Urban Edge WildLife is a collection of observations about the behaviors of wildlife living on the fringes of urban and suburban areas in the San Francisco Bay Area.
I’m maintaining trail cameras for the Bay Area Puma Project ( which is part of the Felidae Conservation Fund ), documenting and writing about animals living their lives. Originally my focus was on the local mountain lions and bobcats, but after following individual animals from a variety of species it is clear that there’s a richer story to tell.
The cameras show the interconnectedness of all living things as well as the increasing vulnerability and fragility of the local ecosystem as human expansion fragments habitats and encroaches on the shrinking wild lands.
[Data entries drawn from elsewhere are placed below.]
impl ProgressPatch {
    /// The fields touched by completing a resource of `kind`: its completion
    /// set, XP and the stored badge list.
    #[must_use]
    pub fn after_completion(kind: ResourceType, record: &ProgressRecord) -> Self {
        let mut patch = Self {
            xp: Some(record.xp()),
            badges: Some(record.stored_badges().clone()),
            ..Self::default()
        };
        let set = Some(record.completions(kind).clone());
        match kind {
            ResourceType::Lesson => patch.completed_lessons = set,
            ResourceType::Quiz => patch.completed_quizzes = set,
            ResourceType::Video => patch.completed_videos = set,
            ResourceType::Download => patch.downloaded_resources = set,
        }
        patch
    }

    #[must_use]
    pub fn is_empty(&self) -> bool {
        *self == Self::default()
    }

    /// Produce the record that results from applying this patch.
    #[must_use]
    pub fn apply_to(&self, record: &ProgressRecord) -> ProgressRecord {
        ProgressRecord::from_persisted(
            record.user_email().clone(),
            self.xp.unwrap_or(record.xp()),
            pick(self.completed_lessons.as_ref(), record.completed_lessons()),
            pick(self.completed_quizzes.as_ref(), record.completed_quizzes()),
            pick(self.completed_videos.as_ref(), record.completed_videos()),
            pick(
                self.downloaded_resources.as_ref(),
                record.downloaded_resources(),
            ),
            pick(self.badges.as_ref(), record.stored_badges()),
            self.streak_days.unwrap_or(record.streak_days()),
        )
    }
}

fn pick<T: Clone>(patched: Option<&T>, current: &T) -> T {
    patched.unwrap_or(current).clone()
}

/// The progress store: one record per user, keyed by email.
#[async_trait]
pub trait ProgressRepository: Send + Sync {
    /// Insert a new record.
    ///
    /// # Errors
    ///
    /// Returns `StorageError::Conflict` if the user already has a record.
    async fn create(&self, record: &ProgressRecord) -> Result<ProgressId, StorageError>;

    /// Apply a partial update.
    ///
    /// # Errors
    ///
    /// Returns `StorageError::NotFound` if no record has this id.
    async fn update(&self, id: ProgressId, patch: &ProgressPatch) -> Result<(), StorageError>;

    /// # Errors
    ///
    /// Returns `StorageError` if the store cannot be queried.
    async fn find_by_email(&self, email: &UserEmail)
    -> Result<Option<ProgressEntry>, StorageError>;

    /// All records, ordered by id.
    ///
    /// # Errors
    ///
    /// Returns `StorageError` if the store cannot be queried.
    async fn list(&self) -> Result<Vec<ProgressEntry>, StorageError>;
}

//
// ─── QUIZ ATTEMPTS ─────────────────────────────────────────────────────────────
//

/// Append-only log of submitted quizzes.
#[async_trait]
pub trait QuizAttemptRepository: Send + Sync {
    /// # Errors
    ///
    /// Returns `StorageError` if the attempt cannot be stored.
    async fn append_attempt(&self, attempt: &QuizAttempt) -> Result<AttemptId, StorageError>;

    /// Attempts by one user, oldest first.
    ///
    /// # Errors
    ///
    /// Returns `StorageError` if the store cannot be queried.
    async fn attempts_for_user(&self, email: &UserEmail)
    -> Result<Vec<QuizAttempt>, StorageError>;
}

//
// ─── CATALOG ───────────────────────────────────────────────────────────────────
//

/// Read access to the resource catalog, plus `upsert` for seeding.
#[async_trait]
pub trait ResourceRepository: Send + Sync {
    /// # Errors
    ///
    /// Returns `StorageError` if the resource cannot be stored.
    async fn upsert_resource(&self, resource: &Resource) -> Result<(), StorageError>;

    /// # Errors
    ///
    /// Returns `StorageError::NotFound` if missing, or other storage errors.
    async fn get_resource(&self, id: ResourceId) -> Result<Resource, StorageError>;

    /// All resources, ordered by id.
    ///
    /// # Errors
    ///
    /// Returns `StorageError` if the store cannot be queried.
    async fn list_resources(&self) -> Result<Vec<Resource>, StorageError>;
}

//
// ─── MEETINGS ──────────────────────────────────────────────────────────────────
//

#[async_trait]
pub trait MeetingRepository: Send + Sync {
    /// Store a meeting and return its assigned id.
    ///
    /// # Errors
    ///
    /// Returns `StorageError` if the meeting cannot be stored.
    async fn insert_meeting(&self, meeting: &ValidatedMeeting) -> Result<MeetingId, StorageError>;

    /// # Errors
    ///
    /// Returns `StorageError::NotFound` if missing, or other storage errors.
    async fn get_meeting(&self, id: MeetingId) -> Result<Meeting, StorageError>;

    /// All meetings ordered by date, time, then id.
    ///
    /// # Errors
    ///
    /// Returns `StorageError` if the store cannot be queried.
    async fn list_meetings(&self) -> Result<Vec<Meeting>, StorageError>;
}

#[async_trait]
pub trait RegistrationRepository: Send + Sync {
    /// Register a user; returns `false` if they were already registered.
    ///
    /// # Errors
    ///
    /// Returns `StorageError::NotFound` if the meeting does not exist.
    async fn register(&self, email: &UserEmail, meeting: MeetingId) -> Result<bool, StorageError>;

    /// Remove a registration; returns `false` if there was none.
    ///
    /// # Errors
    ///
    /// Returns `StorageError` if the store cannot be updated.
    async fn unregister(&self, email: &UserEmail, meeting: MeetingId)
    -> Result<bool, StorageError>;

    /// # Errors
    ///
    /// Returns `StorageError` if the store cannot be queried.
    async fn registrations_for_user(
        &self,
        email: &UserEmail,
    ) -> Result<Vec<MeetingId>, StorageError>;
}

//
// ─── PROFILES ──────────────────────────────────────────────────────────────────
//

/// Display name and theme kept for each user who changed them.
#[async_trait]
pub trait ProfileRepository: Send + Sync {
    async fn find_profile(&self, email: &UserEmail) -> Result<Option<CurrentUser>, StorageError>;

    /// Insert or replace the user's profile.
    ///
    /// # Errors
    ///
    /// Returns `StorageError` if the store cannot be written.
    async fn save_profile(&self, user: &CurrentUser) -> Result<(), StorageError>;
}

//
// ─── IN-MEMORY ADAPTER ─────────────────────────────────────────────────────────
//

/// Simple in-memory repository implementation for testing and prototyping.
#[derive(Clone, Default)]
pub struct InMemoryRepository {
    progress: Arc<Mutex<BTreeMap<ProgressId, ProgressRecord>>>,
    attempts: Arc<Mutex<BTreeMap<AttemptId, QuizAttempt>>>,
    resources: Arc<Mutex<BTreeMap<ResourceId, Resource>>>,
    meetings: Arc<Mutex<BTreeMap<MeetingId, Meeting>>>,
    registrations: Arc<Mutex<BTreeSet<(UserEmail, MeetingId)>>>,
    profiles: Arc<Mutex<BTreeMap<UserEmail, CurrentUser>>>,
}

impl InMemoryRepository {
    #[must_use]
    pub fn new() -> Self {
        Self::default()
    }
}

fn lock<T>(m: &Mutex<T>) -> Result<MutexGuard<'_, T>, StorageError> {
    m.lock().map_err(|e| StorageError::Connection(e.to_string()))
}

fn next_key<K, V>(map: &BTreeMap<K, V>, value: impl Fn(&K) -> u64) -> u64 {
    map.keys().next_back().map_or(1, |k| value(k) + 1)
}

#[async_trait]
impl ProgressRepository for InMemoryRepository {
    async fn create(&self, record: &ProgressRecord) -> Result<ProgressId, StorageError> {
        let mut guard = lock(&self.progress)?;
        if guard.values().any(|r| r.user_email() == record.user_email()) {
            return Err(StorageError::Conflict);
        }
        let id = ProgressId::new(next_key(&guard, ProgressId::value));
        guard.insert(id, record.clone());
        Ok(id)
    }

    async fn update(&self, id: ProgressId, patch: &ProgressPatch) -> Result<(), StorageError> {
        let mut guard = lock(&self.progress)?;
        let record = guard.get_mut(&id).ok_or(StorageError::NotFound)?;
        *record = patch.apply_to(record);
        Ok(())
    }

    async fn find_by_email(
        &self,
        email: &UserEmail,
    ) -> Result<Option<ProgressEntry>, StorageError> {
        let guard = lock(&self.progress)?;
        Ok(guard
            .iter()
            .find(|(_, r)| r.user_email() == email)
            .map(|(id, r)| ProgressEntry {
                id: *id,
                record: r.clone(),
            }))
    }

    async fn list(&self) -> Result<Vec<ProgressEntry>, StorageError> {
        let guard = lock(&self.progress)?;
        Ok(guard
            .iter()
            .map(|(id, r)| ProgressEntry {
                id: *id,
                record: r.clone(),
            })
            .collect())
    }
}

#[async_trait]
impl QuizAttemptRepository for InMemoryRepository {
    async fn append_attempt(&self, attempt: &QuizAttempt) -> Result<AttemptId, StorageError> {
        let mut guard = lock(&self.attempts)?;
        let id = AttemptId::new(next_key(&guard, AttemptId::value));
        guard.insert(id, attempt.clone());
        Ok(id)
    }

    async fn attempts_for_user(
        &self,
        email: &UserEmail,
    ) -> Result<Vec<QuizAttempt>, StorageError> {
        let guard = lock(&self.attempts)?;
        let mut attempts: Vec<QuizAttempt> = guard
            .values()
            .filter(|a| a.user_email() == email)
            .cloned()
            .collect();
        // stable: ties keep insertion (id) order
        attempts.sort_by_key(QuizAttempt::completed_at);
        Ok(attempts)
    }
}

#[async_trait]
impl ResourceRepository for InMemoryRepository {
    async fn upsert_resource(&self, resource: &Resource) -> Result<(), StorageError> {
        lock(&self.resources)?.insert(resource.id(), resource.clone());
        Ok(())
    }

    async fn get_resource(&self, id: ResourceId) -> Result<Resource, StorageError> {
        lock(&self.resources)?
            .get(&id)
            .cloned()
            .ok_or(StorageError::NotFound)
    }

    async fn list_resources(&self) -> Result<Vec<Resource>, StorageError> {
        Ok(lock(&self.resources)?.values().cloned().collect())
    }
}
While Urban Edge WildLife is about how urbanization is affecting wildlife throughout the San Francisco Bay Area, a specific trail is particularly inspiring. This trail is an animal expressway that accommodates a variety of wildlife, including deer, packrats, coyotes, bobcats, an occasional puma as well as many other surprising residents, including humans. It’s sandwiched in a canyon with homes perched at the rim and it’s hemmed in by roads and businesses. Because the cameras have been stationary for almost a year, I recognize individual animals and am privileged to observe them living their lives as they hunt, mark territory and raise their young. It’s an exciting trail to watch—animals, including apex predators have learned to live and thrive here while most of the humans who walk it are unaware of the rich wildlife around them.